だんだんな気持ちで淡々と暮らす

淡々とした生活の記録

お正月に神社でお焚き上げした後の灰はどこに行くのだろう?

と、いうことを考えたことがあるだろうか。


遅くなったが、氏神様へ初詣に行ってきた。毎年、お正月はカミさんの実家で過ごすので、氏神様への参拝は少し遅くなる。



境内にはいると、なぜか分からないが「猿回し」をしていた。
妻と息子は、お参りより先に、最前列に陣取り観覧することにしたようだ。




僕はその間に、持ってきた破魔矢を返納所に持って行った。
三が日をとうに過ぎていたので、返納品は少なかった。



返納し終わっても、猿回しは続いていた。小さな笑いも起きていた。
初詣に来て、猿回しに出合ったのは初めてだ。


僕は暇な時間をどうしようかと考えた。
すると、すぐそばで返納品のお焚き上げをしていた。
寒いということもあり、そこで暖をとろうと行ってみた。



こういった神様関係のものは、神主さんが祝詞でも唱えながら燃やしたりするのかと思っていた。
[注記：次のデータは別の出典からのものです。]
//! # PostgreSQL Persistence
//!
//! PostgreSQL implementations of the repository traits using sqlx.
//!
//! A [`Database`] owns the connection pool. It is opened once at process
//! start, handed to every repository, and closed at shutdown after the HTTP
//! server has drained.
//!
//! # Examples
//!
//! ```ignore
//! use event_manager::config::DatabaseConfig;
//! use event_manager::infrastructure::persistence::postgres::Database;
//!
//! let db = Database::connect(&config.database).await?;
//! db.migrate().await?;
//! let repositories = db.repositories();
//! // ...
//! db.close().await;
//! ```

mod errors;

pub mod attendee_repository;
pub mod event_repository;
pub mod registration_repository;
pub mod speaker_repository;
pub mod venue_repository;

pub use attendee_repository::PostgresAttendeeRepository;
pub use event_repository::PostgresEventRepository;
pub use registration_repository::PostgresRegistrationRepository;
pub use speaker_repository::PostgresSpeakerRepository;
pub use venue_repository::PostgresVenueRepository;

use crate::application::error::InfrastructureError;
use crate::config::DatabaseConfig;
use crate::infrastructure::persistence::Repositories;
use crate::infrastructure::persistence::traits::{RepositoryResult, StoreProbe};
use async_trait::async_trait;
use sqlx::PgPool;
use sqlx::postgres::PgPoolOptions;
use std::sync::Arc;

/// Handle to the PostgreSQL store.
///
/// Cloning yields another handle to the same pool.
#[derive(Debug, Clone)]
pub struct Database {
    pool: PgPool,
}

impl Database {
    /// Opens a connection pool and verifies one connection.
    ///
    /// # Errors
    ///
    /// Returns [`InfrastructureError::Database`] if no connection can be
    /// established within the configured timeout.
    pub async fn connect(config: &DatabaseConfig) -> Result<Self, InfrastructureError> {
        let pool = PgPoolOptions::new()
            .max_connections(config.max_connections)
            .acquire_timeout(config.connect_timeout())
            .connect(&config.url)
            .await
            .map_err(|e| InfrastructureError::database(e.to_string()))?;

        tracing::info!(
            max_connections = config.max_connections,
            "Connected to PostgreSQL"
        );
        Ok(Self { pool })
    }

    /// Wraps an existing pool.
    #[must_use]
    pub fn from_pool(pool: PgPool) -> Self {
        Self { pool }
    }

    /// Applies pending migrations from `migrations/`.
    ///
    /// # Errors
    ///
    /// Returns [`InfrastructureError::Database`] if a migration fails.
    pub async fn migrate(&self) -> Result<(), InfrastructureError> {
        sqlx::migrate!("./migrations")
            .run(&self.pool)
            .await
            .map_err(|e| InfrastructureError::database(e.to_string()))?;
        tracing::info!("Database migrations applied");
        Ok(())
    }

    /// Returns a reference to the connection pool.
    #[must_use]
    pub fn pool(&self) -> &PgPool {
        &self.pool
    }

    /// Bundles every repository over this pool.
    #[must_use]
    pub fn repositories(&self) -> Repositories {
        Repositories {
            venues: Arc::new(PostgresVenueRepository::new(self.pool.clone())),
            events: Arc::new(PostgresEventRepository::new(self.pool.clone())),
            speakers: Arc::new(PostgresSpeakerRepository::new(self.pool.clone())),
            attendees: Arc::new(PostgresAttendeeRepository::new(self.pool.clone())),
            registrations: Arc::new(PostgresRegistrationRepository::new(self.pool.clone())),
            probe: Arc::new(self.clone()),
        }
    }

    /// Closes every pooled connection.
    ///
    /// Waits for checked-out connections to be returned.
    pub async fn close(&self) {
        self.pool.close().await;
        tracing::info!("Database pool closed");
    }
}

#[async_trait]
impl StoreProbe for Database {
    async fn ping(&self) -> RepositoryResult<()> {
        let (_one,): (i32,) = sqlx::query_as("SELECT 1")
            .fetch_one(&self.pool)
            .await
            .map_err(errors::store_error)?;
        Ok(())
    }

    fn backend(&self) -> &'static str {
        "postgres"
    }
}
実際は、地下足袋をはいた中年くらいのお兄さんが、無造作に投げ入れ燃やしているだけだった。そのお兄さんの仕事ぶりをぼんやり眺めながら、小さな疑問が沸いた。


僕たちの破魔矢を燃やした後の灰はどこに行くのだろうか?


三が日を過ぎ、お兄さんの仕事もそれほど忙しそうでもなかったので、思わず聞いてしまった。

僕  「この灰はどうするんですか?」

お兄 「灰を置くところがあって、そこに持っていくよ」

僕  「へー、じゃあ、灰置き場があって、それを業者が持って行ってくれるんですね」

お兄 「そうそう。灰は意外と高いのよ」

僕  「あー、業者に処理してもらうのにってことですか?」

お兄 「そうそう。昔は畑に撒いたりしていたんだけど、今はね。木とか藁をしっかり分けて燃やせば、それもできるけど、そんなことしてたらキリがないからね。鈴とか燃やしたの畑に撒けないでしょ」

僕  「そうですよね」

他にも、昔は人形とか持ってくる人が多くて、納品所の半分は人形だったこともあったなどの面白い話が続いていたが、猿回しが終わったようだったので、軽く挨拶をして、カミさんと息子に合流した。


返納品を燃やす時に神主さんが居ないのはしょうがないとして。
でも最後には、灰になった破魔矢に対し、神主さんが「1年間、俺の代わりにこの家族を守ってくれてありがとな。お疲れさん」的な言葉を掛けているのではとどこかで期待していた。業者が処理するという、その現実を受け入れる振りをしながらも、少なからずショックを受けていた。


小さなショックを抱えつつも、しっかりお参りし、しっかりおみくじも引いた。
そして僕は、神主さんに労いの一言も掛けられず、灰になり処分される破魔矢に小さな後ろめたさを感じながらも、次に僕たち家族を守ることになる今年の破魔矢を握りしめ神社を後にした。